Skip to main content

Kumparan's NLP Services

Project description

Kumparan's NLP Services

nlp-id is a collection of modules which provides various functions for Natural Language Processing for Bahasa Indonesia. This repository contains all source code related to NLP services.

Installation

To install nlp-id, use the following command:

$ pip install nlp-id 

Data

There are some data that needs to be downloaded before using the library:

  1. POS Tag model

After downloading the data, you can place it inside the nlp_id/data folder.

Usage

Description on how to use the lemmatizer, tokenizer, POS-tagger, etc. will be explained in more detail in this section.

Lemmatizer

Lemmatizer is used to get the root words from every word in a sentence.

from nlp_id.lemmatizer import Lemmatizer 
lemmatizer = Lemmatizer() 
lemmatizer.lemmatize('Saya sedang mencoba') 
# saya sedang coba 

Tokenizer

Tokenizer is used to convert text into tokens of word, punctuation, number, date, email, URL, etc. There are two kinds of tokenizer in this repository, standard tokenizer and phrase tokenizer. The standard tokenizer tokenizes the text into separate tokens where the word tokens are single-word tokens.

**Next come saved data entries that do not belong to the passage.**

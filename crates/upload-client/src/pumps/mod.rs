//! Background tasks that drive one client WebSocket connection.

pub(crate) mod ping;
pub(crate) mod read;
pub(crate) mod write;

use std::collections::HashMap;
use std::sync::Arc;

use stowage_protocol::Message;
use tokio::sync::{Mutex, oneshot};

/// Requests awaiting a response, keyed by message id.
pub(crate) type Pending = Arc<Mutex<HashMap<String, oneshot::Sender<Message>>>>;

from nlp_id.tokenizer import Tokenizer 
tokenizer = Tokenizer() 
tokenizer.tokenize('Joko Widodo kembali terpilih menjadi presiden Republik Indonesia') 
# ['Joko', 'Widodo', 'kembali', 'terpilih', 'menjadi', 'presiden', 'Republik', 'Indonesia'] 

The phrase tokenizer tokenizes the text into separate tokens where the word tokens are phrases (single or multi-word tokens).

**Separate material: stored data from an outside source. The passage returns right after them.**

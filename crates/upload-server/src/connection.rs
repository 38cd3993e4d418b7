//! Client connection management: read/write pumps, keepalive, send buffering.

use std::sync::Arc;
use std::sync::atomic::{AtomicUsize, Ordering};

use futures_util::{SinkExt, StreamExt};
use stowage_protocol::constants::{MessageType, WS_PING_PERIOD, WS_PONG_WAIT};
use stowage_protocol::{Message, parse_chunk_frame};
use tokio::sync::{Semaphore, mpsc};
use tokio_tungstenite::tungstenite::protocol::Message as WsMessage;
use tokio_util::sync::CancellationToken;
use tracing::{debug, error, info, trace, warn};

use crate::handler::Handler;
use crate::{MAX_IN_FLIGHT_REQUESTS, SEND_BUFFER_SIZE};

/// Handle for sending messages to one connected client.
///
/// Cloneable and cheap; wraps an `mpsc::Sender`.
#[derive(Clone)]
pub struct Sender {
    tx: mpsc::Sender<WsMessage>,
}

impl Sender {
    /// Sends a protocol [`Message`] as JSON text.
    ///
    /// Returns `Err` only if the channel is full or closed.
    pub fn send_msg(&self, msg: Message) -> Result<(), SendError> {
        let json = serde_json::to_string(&msg).map_err(|_| SendError)?;
        self.tx.try_send(WsMessage::Text(json.into())).map_err(|_| {
            warn!("send buffer full or closed, dropping message");
            SendError
        })
    }

    /// Sends an error response for the given request message.
    pub fn send_error(
        &self,
        req: &Message,
        code: i32,
        kind: &str,
        message: &str,
    ) -> Result<(), SendError> {
        self.send_msg(req.reply_error(code, kind, message))
    }

    /// Returns `true` if the send channel is still open.
    pub fn is_connected(&self) -> bool {
        !self.tx.is_closed()
    }
}

/// Error returned when the send channel is full or closed.
#[derive(Debug, thiserror::Error)]
#[error("send failed: buffer full or connection closed")]
pub struct SendError;

/// Active connection to a client.
pub struct ClientConnection {
    pub peer: String,
    sender: Sender,
    cancel: CancellationToken,
}

impl ClientConnection {
    pub fn sender(&self) -> Sender {
        self.sender.clone()
    }

    /// Signals the pumps to stop.
    pub fn close(&self) {
        self.cancel.cancel();
    }
}

/// Runs the read and write pumps for a WebSocket connection.
///
/// The pumps run as background tasks and stop when the peer goes away,
/// falls silent for longer than [`WS_PONG_WAIT`], or `server_cancel` fires.
/// `active` is incremented now and decremented when the read pump exits.
pub fn spawn_connection<S, H>(
    ws_stream: S,
    peer: String,
    handler: Arc<H>,
    server_cancel: CancellationToken,
    active: Arc<AtomicUsize>,
) -> ClientConnection
where
    S: futures_util::Stream<Item = Result<WsMessage, tokio_tungstenite::tungstenite::Error>>
        + futures_util::Sink<WsMessage, Error = tokio_tungstenite::tungstenite::Error>
        + Send
        + 'static,
    H: Handler,
{
    let (tx, rx) = mpsc::channel::<WsMessage>(SEND_BUFFER_SIZE);
    let cancel = server_cancel.child_token();
    let sender = Sender { tx };

    let conn = ClientConnection {
        peer: peer.clone(),
        sender: sender.clone(),
        cancel: cancel.clone(),
    };

    let (ws_sink, ws_stream) = ws_stream.split();

    tokio::spawn(write_pump(ws_sink, rx, cancel.clone()));

    active.fetch_add(1, Ordering::SeqCst);
    let read_cancel = cancel.clone();
    tokio::spawn(async move {
        read_pump(ws_stream, sender, handler.clone(), read_cancel.clone()).await;
        read_cancel.cancel();
        handler.on_disconnected(&peer).await;
        active.fetch_sub(1, Ordering::SeqCst);
        info!(%peer, "client disconnected");
    });

    conn
}

/// Write pump: drains the send channel and sends WS pings.
async fn write_pump<S>(mut sink: S, mut rx: mpsc::Receiver<WsMessage>, cancel: CancellationToken)
where
    S: futures_util::Sink<WsMessage, Error = tokio_tungstenite::tungstenite::Error> + Send + Unpin,
{
    let mut ping_interval = tokio::time::interval(WS_PING_PERIOD);
    ping_interval.set_missed_tick_behavior(tokio::time::MissedTickBehavior::Delay);

    loop {
        tokio::select! {
            _ = cancel.cancelled() => break,

            msg = rx.recv() => {
                match msg {
                    Some(ws_msg) => {
                        if let Err(e) = sink.send(ws_msg).await {
                            error!("write pump send error: {e}");
                            break;
                        }
                    }
                    None => break,
                }
            }

            _ = ping_interval.tick() => {
                if let Err(e) = sink.send(WsMessage::Ping(Vec::new().into())).await {
                    error!("write pump ping error: {e}");
                    break;
                }
            }
        }
    }

    let _ = sink.close().await;
}

/// Read pump: reads WS frames and dispatches each request on its own task.
async fn read_pump<S, H>(mut stream: S, sender: Sender, handler: Arc<H>, cancel: CancellationToken)
where
    S: futures_util::Stream<Item = Result<WsMessage, tokio_tungstenite::tungstenite::Error>>
        + Send
        + Unpin,
    H: Handler,
{
    let in_flight = Arc::new(Semaphore::new(MAX_IN_FLIGHT_REQUESTS));
    let deadline = tokio::time::sleep(WS_PONG_WAIT);
    tokio::pin!(deadline);

    loop {
        tokio::select! {
            _ = cancel.cancelled() => break,

            _ = &mut deadline => {
                warn!("read deadline exceeded, closing connection");
                break;
            }

            frame = stream.next() => {
                let ws_msg = match frame {
                    Some(Ok(m)) => m,
                    Some(Err(e)) => {
                        error!("read pump error: {e}");
                        break;
                    }
                    None => break,
                };
                deadline.as_mut().reset(tokio::time::Instant::now() + WS_PONG_WAIT);

                match ws_msg {
                    WsMessage::Text(text) => {
                        let Ok(permit) = in_flight.clone().acquire_owned().await else { break };
                        let handler = handler.clone();
                        let sender = sender.clone();
                        let text = text.to_string();
                        tokio::spawn(async move {
                            dispatch_text(&handler, &sender, &text).await;
                            drop(permit);
                        });
                    }
                    WsMessage::Binary(data) => {
                        let Ok(permit) = in_flight.clone().acquire_owned().await else { break };
                        let handler = handler.clone();
                        let sender = sender.clone();
                        tokio::spawn(async move {
                            dispatch_binary(&handler, &sender, &data).await;
                            drop(permit);
                        });
                    }
                    WsMessage::Pong(_) => trace!("pong"),
                    WsMessage::Ping(data) => {
                        let _ = sender.tx.try_send(WsMessage::Pong(data));
                    }
                    WsMessage::Close(_) => {
                        debug!("received close frame");
                        break;
                    }
                    WsMessage::Frame(_) => {}
                }
            }
        }
    }
}

/// Dispatches a text (JSON) message to the appropriate handler method.
async fn dispatch_text<H: Handler>(handler: &Arc<H>, sender: &Sender, text: &str) {
    let msg: Message = match serde_json::from_str(text) {
        Ok(m) => m,
        Err(e) => {
            error!("invalid message JSON: {e}");
            return;
        }
    };

    let s = sender.clone();
    match msg.msg_type {
        MessageType::Ping => handler.on_ping(s, msg).await,
        MessageType::GetChunkSize => handler.on_get_chunk_size(s, msg).await,
        MessageType::InitUpload => handler.on_init_upload(s, msg).await,
        MessageType::UploadChunk => handler.on_upload_chunk(s, msg).await,
        MessageType::GetUploadStatus => handler.on_get_upload_status(s, msg).await,
        MessageType::FinalizeUpload => handler.on_finalize_upload(s, msg).await,
        MessageType::CancelUpload => handler.on_cancel_upload(s, msg).await,
        _ => {
            warn!(msg_type = ?msg.msg_type, "unhandled message type");
            let _ = sender.send_error(
                &msg,
                stowage_protocol::ERR_NOT_IMPLEMENTED,
                "not_implemented",
                "unknown message type",
            );
        }
    }
}

/// Dispatches a binary chunk frame.
async fn dispatch_binary<H: Handler>(handler: &Arc<H>, sender: &Sender, data: &[u8]) {
    match parse_chunk_frame(data) {
        Ok((header, payload)) => handler.on_binary_chunk(sender.clone(), header, payload).await,
        Err(e) => error!("failed to parse binary message: {e}"),
    }
}
// 该文件是 Kanjian （看见） 项目的一部分。
// src/model/tract.rs - 基于 tract 的 ONNX 推理后端
//
// 本文件根据 Apache 许可证第 2.0 版（以下简称“许可证”）授权使用；
// 除非遵守该许可证条款，否则您不得使用本文件。
// 您可通过以下网址获取许可证副本：
// http://www.apache.org/licenses/LICENSE-2.0
// 除非适用法律要求或书面同意，根据本许可协议分发的软件均按“原样”提供，
// 不附带任何形式的明示或暗示的保证或条件。
// 有关许可权限与限制的具体条款，请参阅本许可协议。
//
// Copyright (C) 2026 Johann Li <me@qinka.pro>, Wareless Group

use std::path::Path;

use ndarray::{Array4, ArrayD, IxDyn};
use thiserror::Error;
use tracing::{debug, info, warn};
use tract_onnx::prelude::*;

use crate::model::{Backend, LoadModel, LoadOptions, Model};

type Plan = SimplePlan<TypedFact, Box<dyn TypedOp>, TypedModel>;

#[derive(Error, Debug)]
pub enum TractModelError {
  #[error("模型加载错误: {0}")]
  Load(TractError),
  #[error("推理错误: {0}")]
  Run(TractError),
  #[error("输出张量无效: {0}")]
  Output(String),
}

/// tract 只在 CPU 上执行
pub struct TractModel {
  plan: Plan,
}

impl LoadModel for TractModel {
  fn load(path: &Path, options: &LoadOptions) -> Result<Self, Self::Error> {
    if options.backend == Backend::Accelerated {
      warn!("tract 后端不支持加速设备, 回退到 CPU 推理");
    }

    info!("加载模型文件: {}", path.display());
    let plan = tract_onnx::onnx()
      .model_for_path(path)
      .map_err(TractModelError::Load)?
      .with_input_fact(
        0,
        InferenceFact::dt_shape(
          f32::datum_type(),
          tvec!(
            1,
            3,
            options.input_height as usize,
            options.input_width as usize
          ),
        ),
      )
      .map_err(TractModelError::Load)?
      .into_optimized()
      .map_err(TractModelError::Load)?
      .into_runnable()
      .map_err(TractModelError::Load)?;
    info!("模型加载完成");

    Ok(TractModel { plan })
  }
}

impl Model for TractModel {
  type Error = TractModelError;

  fn infer(&self, input: &Array4<f32>) -> Result<Vec<ArrayD<f32>>, Self::Error> {
    debug!("设置模型输入: {:?}", input.shape());
    let data: Vec<f32> = input.iter().copied().collect();
    let tensor = Tensor::from_shape(input.shape(), &data).map_err(TractModelError::Run)?;

    debug!("执行模型推理");
    let outputs = self
      .plan
      .run(tvec!(tensor.into()))
      .map_err(TractModelError::Run)?;

    outputs
      .iter()
      .enumerate()
      .map(|(idx, output)| {
        let shape = output.shape().to_vec();
        let values = output
          .as_slice::<f32>()
          .map_err(|e| TractModelError::Output(format!("第 {} 个输出不是 f32: {}", idx, e)))?;
        debug!("第 {} 个输出形状: {:?}", idx, shape);
        ArrayD::from_shape_vec(IxDyn(&shape), values.to_vec())
          .map_err(|e| TractModelError::Output(format!("第 {} 个输出: {}", idx, e)))
      })
      .collect()
  }
}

from nlp_id.tokenizer import PhraseTokenizer 
tokenizer = PhraseTokenizer() 
tokenizer.tokenize('Joko Widodo kembali terpilih menjadi presiden Republik Indonesia') 
# ['Joko Widodo', 'kembali', 'terpilih', 'menjadi', 'presiden', 'Republik Indonesia']

POS Tagger

POS tagger is used to obtain the Part-Of-Speech tag from a text. There are two kinds of POS tagger in this repository, standard POS tagger and phrase POS tagger. The tokens in standard POS Tagger are single-word tokens, while the tokens in phrase POS Tagger are phrases (single or multi-word tokens).

from nlp_id.postag import PosTag
postagger = PosTag() 
postagger.get_pos_tag('Joko Widodo kembali terpilih menjadi presiden Republik Indonesia') 
# [('Joko', 'NNP'), ('Widodo', 'NNP'), ('kembali', 'VB'), ('terpilih', 'VB'), ('menjadi', 'VB'), ('presiden', 'NN'),
  ('Republik', 'NNP'), ('Indonesia', 'NNP')]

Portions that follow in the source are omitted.